Anybody with ties to the state of Florida has a special place in their heart for manatees, but they make frequent appearances outside of the Sunshine State and serve critical roles in balancing out their local ecosystems. The majestic creatures also sometimes find themselves playing critical roles in less vital activities, such as messing up boat propellers, getting tangled in trash and nets, and lining poachers’ pockets. Unfortunately, these not-so-fun-filled activities often end with the manatee population falling. With estimates putting their remaining population at less than 5,000, keeping a close eye on the concentration and movement of manatee populations is a step in the right direction for environmentalists, and an important one at that.

Normally, keeping track of manatee populations and movements involves tracking them manually while riding in a helicopter or biplane above the water. A clever researcher, Dr. Amanda Hodgson of Murdoch University, decided to make life a bit easier for everybody, and decidedly less hazardous, by using a drone to fly over the water and take pictures of the manatees going about their business.
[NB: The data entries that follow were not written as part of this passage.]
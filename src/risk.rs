use crate::config::MetricParams;
use crate::engine::MonthlyValues;
use crate::metrics::{ratio, require_history, MetricResult, MetricValue, UndefinedReason};
use crate::returns::{defined_returns, history_len, monthly_returns, mom_return};
use crate::schema::YearMonth;
use crate::utils::{mean, percentile, sample_std, MONTHS_PER_YEAR};
use serde::{Deserialize, Serialize};
use std::collections::BTreeMap;

fn annualization() -> f64 {
    MONTHS_PER_YEAR.sqrt()
}

/// The `window` monthly returns ending at `month`. Every one of them must be defined.
pub fn window_returns(values: &MonthlyValues, month: YearMonth, window: u32) -> MetricResult<Vec<f64>> {
    if !values.contains_key(&month) {
        return Err(UndefinedReason::EmptyCohort);
    }
    require_history(window as usize + 1, history_len(values, month))?;

    (0..window)
        .rev()
        .map(|back| match mom_return(values, month.minus_months(back)) {
            MetricValue::Defined(r) => Ok(r),
            MetricValue::Undefined(reason) => Err(reason),
        })
        .collect()
}

fn std_of(returns: &[f64]) -> MetricResult<f64> {
    sample_std(returns).ok_or(UndefinedReason::InsufficientHistory {
        required: 2,
        available: returns.len(),
    })
}

/// Sample standard deviation scaled by √12.
pub fn annualized_volatility(returns: &[f64]) -> MetricResult<f64> {
    Ok(std_of(returns)? * annualization())
}

/// Mean monthly excess return over its standard deviation, scaled by √12.
pub fn sharpe_ratio(returns: &[f64], annual_risk_free_rate: f64) -> MetricResult<f64> {
    let std = std_of(returns)?;
    let rf_monthly = annual_risk_free_rate / MONTHS_PER_YEAR;
    let excess = mean(returns).ok_or(UndefinedReason::EmptyCohort)? - rf_monthly;
    Ok(ratio(excess, std)? * annualization())
}

/// Root mean square of the shortfalls below `mar`. Months above it count as zero.
pub fn downside_deviation(returns: &[f64], mar: f64) -> MetricResult<f64> {
    let squares: Vec<f64> = returns
        .iter()
        .map(|r| {
            let shortfall = (r - mar).min(0.0);
            shortfall * shortfall
        })
        .collect();
    Ok(mean(&squares).ok_or(UndefinedReason::EmptyCohort)?.sqrt())
}

pub fn sortino_ratio(returns: &[f64], annual_risk_free_rate: f64, mar: f64) -> MetricResult<f64> {
    require_history(2, returns.len())?;
    let rf_monthly = annual_risk_free_rate / MONTHS_PER_YEAR;
    let excess = mean(returns).ok_or(UndefinedReason::EmptyCohort)? - rf_monthly;
    let dd = downside_deviation(returns, mar)?;
    Ok(ratio(excess, dd)? * annualization())
}

/// Empirical lower-tail percentile of monthly returns.
pub fn value_at_risk(returns: &[f64], quantile: f64, min_samples: usize) -> MetricResult<f64> {
    require_history(min_samples, returns.len())?;
    percentile(returns, quantile).ok_or(UndefinedReason::EmptyCohort)
}

/// Mean of the returns at or below the VaR threshold.
pub fn conditional_var(returns: &[f64], quantile: f64, min_samples: usize) -> MetricResult<f64> {
    let var = value_at_risk(returns, quantile, min_samples)?;
    let tail: Vec<f64> = returns.iter().copied().filter(|r| *r <= var).collect();
    mean(&tail).ok_or(UndefinedReason::EmptyCohort)
}

/// Sum of gains over the absolute sum of losses.
pub fn gain_to_pain(returns: &[f64]) -> MetricResult<f64> {
    if returns.is_empty() {
        return Err(UndefinedReason::EmptyCohort);
    }
    let gains: f64 = returns.iter().filter(|r| **r > 0.0).sum();
    let losses: f64 = returns.iter().filter(|r| **r < 0.0).map(|r| r.abs()).sum();
    ratio(gains, losses)
}

pub fn rolling_volatility(values: &MonthlyValues, month: YearMonth, window: u32) -> MetricValue {
    window_returns(values, month, window)
        .and_then(|r| annualized_volatility(&r))
        .into()
}

pub fn rolling_sharpe(
    values: &MonthlyValues,
    month: YearMonth,
    window: u32,
    annual_risk_free_rate: f64,
) -> MetricValue {
    window_returns(values, month, window)
        .and_then(|r| sharpe_ratio(&r, annual_risk_free_rate))
        .into()
}

pub fn rolling_sortino(
    values: &MonthlyValues,
    month: YearMonth,
    window: u32,
    annual_risk_free_rate: f64,
    mar: f64,
) -> MetricValue {
    window_returns(values, month, window)
        .and_then(|r| sortino_ratio(&r, annual_risk_free_rate, mar))
        .into()
}

/// Drawdown from the running peak for every month. Always `<= 0` when defined;
/// undefined while the running peak is not positive.
pub fn drawdown_series(values: &MonthlyValues) -> BTreeMap<YearMonth, MetricValue> {
    let mut peak = f64::NEG_INFINITY;
    values
        .iter()
        .map(|(month, value)| {
            peak = peak.max(*value);
            let dd = if peak > 0.0 {
                MetricValue::Defined(((value - peak) / peak).min(0.0))
            } else {
                MetricValue::Undefined(UndefinedReason::ZeroBaseline)
            };
            (*month, dd)
        })
        .collect()
}

#[derive(Debug, Clone, PartialEq, Serialize, Deserialize)]
pub struct DrawdownSummary {
    /// Deepest drawdown, `<= 0`.
    pub max_drawdown: f64,
    pub peak_month: YearMonth,
    pub peak_value: f64,
    pub trough_month: YearMonth,
    /// First month after the trough back at or above the peak value.
    /// `None` when the series never recovers or never fell.
    pub recovery_month: Option<YearMonth>,
    pub recovery_months: Option<i64>,
    pub current_drawdown: f64,
    pub months_in_drawdown: usize,
}

pub fn drawdown_summary(values: &MonthlyValues) -> MetricResult<DrawdownSummary> {
    if values.is_empty() {
        return Err(UndefinedReason::EmptyCohort);
    }

    let mut running_peak: Option<(YearMonth, f64)> = None;
    let mut deepest: Option<(f64, YearMonth, f64, YearMonth)> = None;
    let mut current = 0.0;
    let mut months_in_drawdown = 0;

    for (month, value) in values {
        match running_peak {
            Some((_, p)) if p >= *value => {}
            _ => running_peak = Some((*month, *value)),
        }
        let Some((peak_month, peak)) = running_peak else {
            continue;
        };
        if peak <= 0.0 {
            continue;
        }

        current = ((value - peak) / peak).min(0.0);
        if current < 0.0 {
            months_in_drawdown += 1;
        }
        let deeper = deepest.map_or(true, |(d, ..)| current < d);
        if deeper {
            deepest = Some((current, peak_month, peak, *month));
        }
    }

    let (max_drawdown, peak_month, peak_value, trough_month) =
        deepest.ok_or(UndefinedReason::ZeroBaseline)?;

    let recovery_month = if max_drawdown < 0.0 {
        values
            .range(trough_month.succ()..)
            .find(|(_, v)| **v >= peak_value)
            .map(|(m, _)| *m)
    } else {
        None
    };

    Ok(DrawdownSummary {
        max_drawdown,
        peak_month,
        peak_value,
        trough_month,
        recovery_month,
        recovery_months: recovery_month.map(|m| trough_month.months_until(m)),
        current_drawdown: current,
        months_in_drawdown,
    })
}

/// Root mean square of the drawdown series.
pub fn ulcer_index(values: &MonthlyValues) -> MetricResult<f64> {
    let squares: Vec<f64> = drawdown_series(values)
        .values()
        .filter_map(MetricValue::value)
        .map(|d| d * d)
        .collect();
    Ok(mean(&squares).ok_or(UndefinedReason::EmptyCohort)?.sqrt())
}

#[derive(Debug, Clone, Copy, PartialEq, Serialize, Deserialize)]
pub struct MonthlyReturn {
    pub month: YearMonth,
    pub value: f64,
}

/// Whole-series risk statistics.
#[derive(Debug, Clone, PartialEq, Serialize, Deserialize)]
pub struct RiskSummary {
    pub observations: usize,
    pub mean_monthly_return: MetricValue,
    pub annualized_mean_return: MetricValue,
    pub annualized_volatility: MetricValue,
    pub sharpe_ratio: MetricValue,
    pub sortino_ratio: MetricValue,
    pub downside_deviation: MetricValue,
    pub value_at_risk: MetricValue,
    pub conditional_var: MetricValue,
    pub max_drawdown: MetricValue,
    pub calmar_ratio: MetricValue,
    pub ulcer_index: MetricValue,
    pub gain_to_pain: MetricValue,
    pub best_month: Option<MonthlyReturn>,
    pub worst_month: Option<MonthlyReturn>,
    pub positive_months: usize,
    pub negative_months: usize,
}

pub fn risk_summary(values: &MonthlyValues, params: &MetricParams) -> RiskSummary {
    let dated: Vec<MonthlyReturn> = monthly_returns(values)
        .into_iter()
        .filter_map(|(month, r)| r.value().map(|value| MonthlyReturn { month, value }))
        .collect();
    let returns = defined_returns(values);

    let mean_monthly: MetricResult<f64> = mean(&returns).ok_or(UndefinedReason::EmptyCohort);
    let annual_mean = mean_monthly.map(|m| m * MONTHS_PER_YEAR);
    let drawdown = drawdown_summary(values);

    let calmar = annual_mean.and_then(|annual| {
        let dd = drawdown.as_ref().map_err(|r| *r)?;
        ratio(annual, dd.max_drawdown.abs())
    });

    RiskSummary {
        observations: returns.len(),
        mean_monthly_return: mean_monthly.into(),
        annualized_mean_return: annual_mean.into(),
        annualized_volatility: annualized_volatility(&returns).into(),
        sharpe_ratio: sharpe_ratio(&returns, params.risk_free_rate).into(),
        sortino_ratio: sortino_ratio(
            &returns,
            params.risk_free_rate,
            params.minimum_acceptable_return,
        )
        .into(),
        downside_deviation: downside_deviation(&returns, params.minimum_acceptable_return).into(),
        value_at_risk: value_at_risk(&returns, params.var_percentile, params.var_min_samples).into(),
        conditional_var: conditional_var(&returns, params.var_percentile, params.var_min_samples)
            .into(),
        max_drawdown: drawdown.as_ref().map(|d| d.max_drawdown).map_err(|r| *r).into(),
        calmar_ratio: calmar.into(),
        ulcer_index: ulcer_index(values).into(),
        gain_to_pain: gain_to_pain(&returns).into(),
        best_month: dated.iter().copied().max_by(|a, b| a.value.total_cmp(&b.value)),
        worst_month: dated.iter().copied().min_by(|a, b| a.value.total_cmp(&b.value)),
        positive_months: returns.iter().filter(|r| **r > 0.0).count(),
        negative_months: returns.iter().filter(|r| **r < 0.0).count(),
    }
}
This is all well and good, except that a typical flyover produces somewhere in the neighborhood of 45,000 high-resolution photos, where individual manatees can take time to identify because they show up so small on the photos. Knowing that there had to be a better way than wasting time and manpower to sift through the photos manually, the good doctor teamed up with Dr. Frederic Maire of the Queensland University of Technology to develop a new solution.
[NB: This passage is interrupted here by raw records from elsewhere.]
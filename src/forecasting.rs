use crate::config::{ForecastParams, SamplingMethod};
use crate::engine::MonthlyValues;
use crate::metrics::{ratio, require_history, MetricResult, UndefinedReason};
use crate::returns::defined_returns;
use crate::schema::YearMonth;
use crate::utils::{mean, percentile, sample_std, MONTHS_PER_YEAR};
use log::debug;
use rand::rngs::StdRng;
use rand::{Rng, SeedableRng};
use rand_distr::{Distribution, Normal};
use serde::{Deserialize, Serialize};

#[derive(Debug, Clone, Copy, PartialEq, Serialize, Deserialize)]
pub struct ForecastPoint {
    pub year_month: YearMonth,
    pub value: f64,
}

fn last_observation(values: &MonthlyValues) -> MetricResult<(YearMonth, f64)> {
    values
        .iter()
        .next_back()
        .map(|(m, v)| (*m, *v))
        .ok_or(UndefinedReason::EmptyCohort)
}

fn flat_projection(from: YearMonth, level: f64, horizon: u32) -> Vec<ForecastPoint> {
    (1..=horizon)
        .map(|h| ForecastPoint {
            year_month: from.plus_months(h),
            value: level,
        })
        .collect()
}

/// Projects the mean of the last `window` values forward unchanged.
pub fn moving_average_forecast(
    values: &MonthlyValues,
    window: usize,
    horizon: u32,
) -> MetricResult<Vec<ForecastPoint>> {
    require_history(window.max(1), values.len())?;
    let (last_month, _) = last_observation(values)?;
    let tail: Vec<f64> = values.values().rev().take(window).copied().collect();
    let level = mean(&tail).ok_or(UndefinedReason::EmptyCohort)?;
    Ok(flat_projection(last_month, level, horizon))
}

/// Simple exponential smoothing; the final level is projected flat.
pub fn exponential_smoothing_forecast(
    values: &MonthlyValues,
    alpha: f64,
    horizon: u32,
) -> MetricResult<Vec<ForecastPoint>> {
    let (last_month, _) = last_observation(values)?;
    let mut series = values.values();
    let mut level = *series.next().ok_or(UndefinedReason::EmptyCohort)?;
    for v in series {
        level = alpha * v + (1.0 - alpha) * level;
    }
    Ok(flat_projection(last_month, level, horizon))
}

#[derive(Debug, Clone, Copy, PartialEq, Serialize, Deserialize)]
pub struct LinearFit {
    pub slope: f64,
    pub intercept: f64,
    pub r_squared: f64,
}

impl LinearFit {
    pub fn at(&self, x: f64) -> f64 {
        self.intercept + self.slope * x
    }
}

/// Ordinary least squares of `ys` on `xs`.
pub fn linear_fit(xs: &[f64], ys: &[f64]) -> MetricResult<LinearFit> {
    let n = xs.len().min(ys.len());
    require_history(2, n)?;
    let (xs, ys) = (&xs[..n], &ys[..n]);

    let mx = mean(xs).ok_or(UndefinedReason::EmptyCohort)?;
    let my = mean(ys).ok_or(UndefinedReason::EmptyCohort)?;
    let sxy: f64 = xs.iter().zip(ys).map(|(x, y)| (x - mx) * (y - my)).sum();
    let sxx: f64 = xs.iter().map(|x| (x - mx) * (x - mx)).sum();

    let slope = ratio(sxy, sxx)?;
    let intercept = my - slope * mx;

    let ss_tot: f64 = ys.iter().map(|y| (y - my) * (y - my)).sum();
    let ss_res: f64 = xs
        .iter()
        .zip(ys)
        .map(|(x, y)| {
            let e = y - (intercept + slope * x);
            e * e
        })
        .sum();
    let r_squared = if ss_tot == 0.0 { 1.0 } else { 1.0 - ss_res / ss_tot };

    Ok(LinearFit {
        slope,
        intercept,
        r_squared,
    })
}

#[derive(Debug, Clone, PartialEq, Serialize, Deserialize)]
pub struct TrendForecast {
    pub fit: LinearFit,
    pub points: Vec<ForecastPoint>,
}

/// Fits value against month index and extends the line.
pub fn linear_trend_forecast(values: &MonthlyValues, horizon: u32) -> MetricResult<TrendForecast> {
    let (first_month, _) = values
        .iter()
        .next()
        .map(|(m, v)| (*m, *v))
        .ok_or(UndefinedReason::EmptyCohort)?;
    let (last_month, _) = last_observation(values)?;

    let xs: Vec<f64> = values
        .keys()
        .map(|m| first_month.months_until(*m) as f64)
        .collect();
    let ys: Vec<f64> = values.values().copied().collect();
    let fit = linear_fit(&xs, &ys)?;

    let offset = first_month.months_until(last_month) as f64;
    let points = (1..=horizon)
        .map(|h| ForecastPoint {
            year_month: last_month.plus_months(h),
            value: fit.at(offset + h as f64),
        })
        .collect();

    Ok(TrendForecast { fit, points })
}

#[derive(Debug, Clone, Copy, PartialEq, Serialize, Deserialize)]
pub struct BandValue {
    pub quantile: f64,
    pub value: f64,
}

#[derive(Debug, Clone, PartialEq, Serialize, Deserialize)]
pub struct ForecastBand {
    pub year_month: YearMonth,
    pub values: Vec<BandValue>,
}

#[derive(Debug, Clone, PartialEq, Serialize, Deserialize)]
pub struct MonteCarloForecast {
    pub start_month: YearMonth,
    pub start_value: f64,
    pub paths: usize,
    pub sampling: SamplingMethod,
    pub bands: Vec<ForecastBand>,
    pub expected_final_value: f64,
    pub probability_positive_return: f64,
}

impl MonteCarloForecast {
    pub fn final_band(&self) -> Option<&ForecastBand> {
        self.bands.last()
    }
}

/// Compounds `paths` simulated return sequences forward from `start`.
/// Returns one row of values per path.
fn simulate<R: Rng + ?Sized>(
    start: f64,
    paths: usize,
    horizon: u32,
    rng: &mut R,
    mut draw: impl FnMut(&mut R) -> f64,
) -> Vec<Vec<f64>> {
    (0..paths)
        .map(|_| {
            let mut value = start;
            (0..horizon)
                .map(|_| {
                    value *= 1.0 + draw(&mut *rng);
                    value
                })
                .collect()
        })
        .collect()
}

fn bands_from(paths: &[Vec<f64>], start_month: YearMonth, quantiles: &[f64]) -> Vec<ForecastBand> {
    let horizon = paths.first().map_or(0, Vec::len);
    (0..horizon)
        .map(|h| {
            let column: Vec<f64> = paths.iter().map(|p| p[h]).collect();
            ForecastBand {
                year_month: start_month.plus_months(h as u32 + 1),
                values: quantiles
                    .iter()
                    .filter_map(|q| {
                        percentile(&column, *q).map(|value| BandValue {
                            quantile: *q,
                            value,
                        })
                    })
                    .collect(),
            }
        })
        .collect()
}

fn finals(paths: &[Vec<f64>]) -> Vec<f64> {
    paths.iter().filter_map(|p| p.last().copied()).collect()
}

fn normal(mean: f64, std: f64) -> MetricResult<Normal<f64>> {
    Normal::new(mean, std).map_err(|_| UndefinedReason::ZeroDenominator)
}

/// Monte Carlo projection of the series from its last value.
///
/// Needs `params.min_history` defined monthly returns. All randomness comes from `rng`,
/// so a seeded generator gives reproducible bands.
pub fn monte_carlo<R: Rng + ?Sized>(
    values: &MonthlyValues,
    params: &ForecastParams,
    rng: &mut R,
) -> MetricResult<MonteCarloForecast> {
    let returns = defined_returns(values);
    require_history(params.min_history.max(2), returns.len())?;
    let (start_month, start_value) = last_observation(values)?;

    let paths = match params.sampling {
        SamplingMethod::Bootstrap => simulate(
            start_value,
            params.paths,
            params.horizon_months,
            rng,
            |rng| returns[rng.gen_range(0..returns.len())],
        ),
        SamplingMethod::FittedNormal => {
            let dist = normal(
                mean(&returns).ok_or(UndefinedReason::EmptyCohort)?,
                sample_std(&returns).ok_or(UndefinedReason::EmptyCohort)?,
            )?;
            simulate(start_value, params.paths, params.horizon_months, rng, |rng| {
                dist.sample(rng)
            })
        }
    };

    let final_values = finals(&paths);
    let expected_final_value = mean(&final_values).ok_or(UndefinedReason::EmptyCohort)?;
    let positive = final_values.iter().filter(|v| **v > start_value).count();

    debug!(
        "Simulated {} paths over {} months from {}",
        params.paths, params.horizon_months, start_month
    );

    Ok(MonteCarloForecast {
        start_month,
        start_value,
        paths: params.paths,
        sampling: params.sampling,
        bands: bands_from(&paths, start_month, &params.bands),
        expected_final_value,
        probability_positive_return: positive as f64 / final_values.len() as f64,
    })
}

pub fn monte_carlo_seeded(
    values: &MonthlyValues,
    params: &ForecastParams,
    seed: u64,
) -> MetricResult<MonteCarloForecast> {
    let mut rng = StdRng::seed_from_u64(seed);
    monte_carlo(values, params, &mut rng)
}

#[derive(Debug, Clone, PartialEq, Serialize, Deserialize)]
pub struct StressScenario {
    pub stress_level: f64,
    pub stressed_mean_return: f64,
    /// Annualized.
    pub stressed_volatility: f64,
    pub median_final_value: f64,
    pub worst_decile_final_value: f64,
    pub probability_of_loss: f64,
}

/// Re-runs a fitted-normal simulation with the mean cut by `s` and the volatility
/// raised by `s`, for each configured stress level `s`.
pub fn stress_test<R: Rng + ?Sized>(
    values: &MonthlyValues,
    params: &ForecastParams,
    rng: &mut R,
) -> MetricResult<Vec<StressScenario>> {
    let returns = defined_returns(values);
    require_history(params.min_history.max(2), returns.len())?;
    let (_, start_value) = last_observation(values)?;
    let base_mean = mean(&returns).ok_or(UndefinedReason::EmptyCohort)?;
    let base_std = sample_std(&returns).ok_or(UndefinedReason::EmptyCohort)?;

    params
        .stress_levels
        .iter()
        .map(|&level| {
            let stressed_mean = base_mean * (1.0 - level);
            let stressed_std = base_std * (1.0 + level);
            let dist = normal(stressed_mean, stressed_std)?;
            let paths = simulate(
                start_value,
                params.paths,
                params.horizon_months,
                &mut *rng,
                |rng| dist.sample(rng),
            );
            let final_values = finals(&paths);
            let losses = final_values.iter().filter(|v| **v < start_value).count();

            Ok(StressScenario {
                stress_level: level,
                stressed_mean_return: stressed_mean,
                stressed_volatility: stressed_std * MONTHS_PER_YEAR.sqrt(),
                median_final_value: percentile(&final_values, 0.5)
                    .ok_or(UndefinedReason::EmptyCohort)?,
                worst_decile_final_value: percentile(&final_values, 0.1)
                    .ok_or(UndefinedReason::EmptyCohort)?,
                probability_of_loss: losses as f64 / final_values.len() as f64,
            })
        })
        .collect()
}

#[derive(Debug, Clone, PartialEq, Serialize, Deserialize)]
pub struct ForecastSet {
    pub moving_average: MetricResult<Vec<ForecastPoint>>,
    pub exponential_smoothing: MetricResult<Vec<ForecastPoint>>,
    pub linear_trend: MetricResult<TrendForecast>,
    pub monte_carlo: MetricResult<MonteCarloForecast>,
    pub stress_tests: MetricResult<Vec<StressScenario>>,
}

/// Runs every forecast method against one series.
pub fn forecast_all<R: Rng + ?Sized>(
    values: &MonthlyValues,
    params: &ForecastParams,
    rng: &mut R,
) -> ForecastSet {
    ForecastSet {
        moving_average: moving_average_forecast(
            values,
            params.moving_average_window,
            params.horizon_months,
        ),
        exponential_smoothing: exponential_smoothing_forecast(
            values,
            params.smoothing_alpha,
            params.horizon_months,
        ),
        linear_trend: linear_trend_forecast(values, params.horizon_months),
        monte_carlo: monte_carlo(values, params, rng),
        stress_tests: stress_test(values, params, rng),
    }
}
Enter TensorFlow. Google’s AI backbone. The open-source AI protocol can be used and modified by just about anybody for just about any purpose, including agriculture. The team set out to use TensorFlow to help them solve their photograph conundrum, and wound up coming up with an AI that’s being slowly trained to spot manatees in the aerial photos that the drones send in. As with any other AI technology based on machine learning, the technology isn’t quite perfect yet, and will take some time to improve with experience. In its current, early state, the AI is able to find about 80% of the sea cows in the photos successfully. When performance improvements and tweaks, paired with machine learning from multiple experiences, eventually gets the machine’s accuracy up to 100%, the team will be able to shave countless hours off of their research time, leaving more time to actually plan and implement the kind of conservation efforts that will cater specifically to the environmental needs of manatees. This goal is still a long way off, but when the team can devote all of their manpower to figuring out how best to serve manatee populations instead of figuring where they’re going and what they’re doing, they will be able to do a lot more good, and it’s all thanks to the magic of machine learning.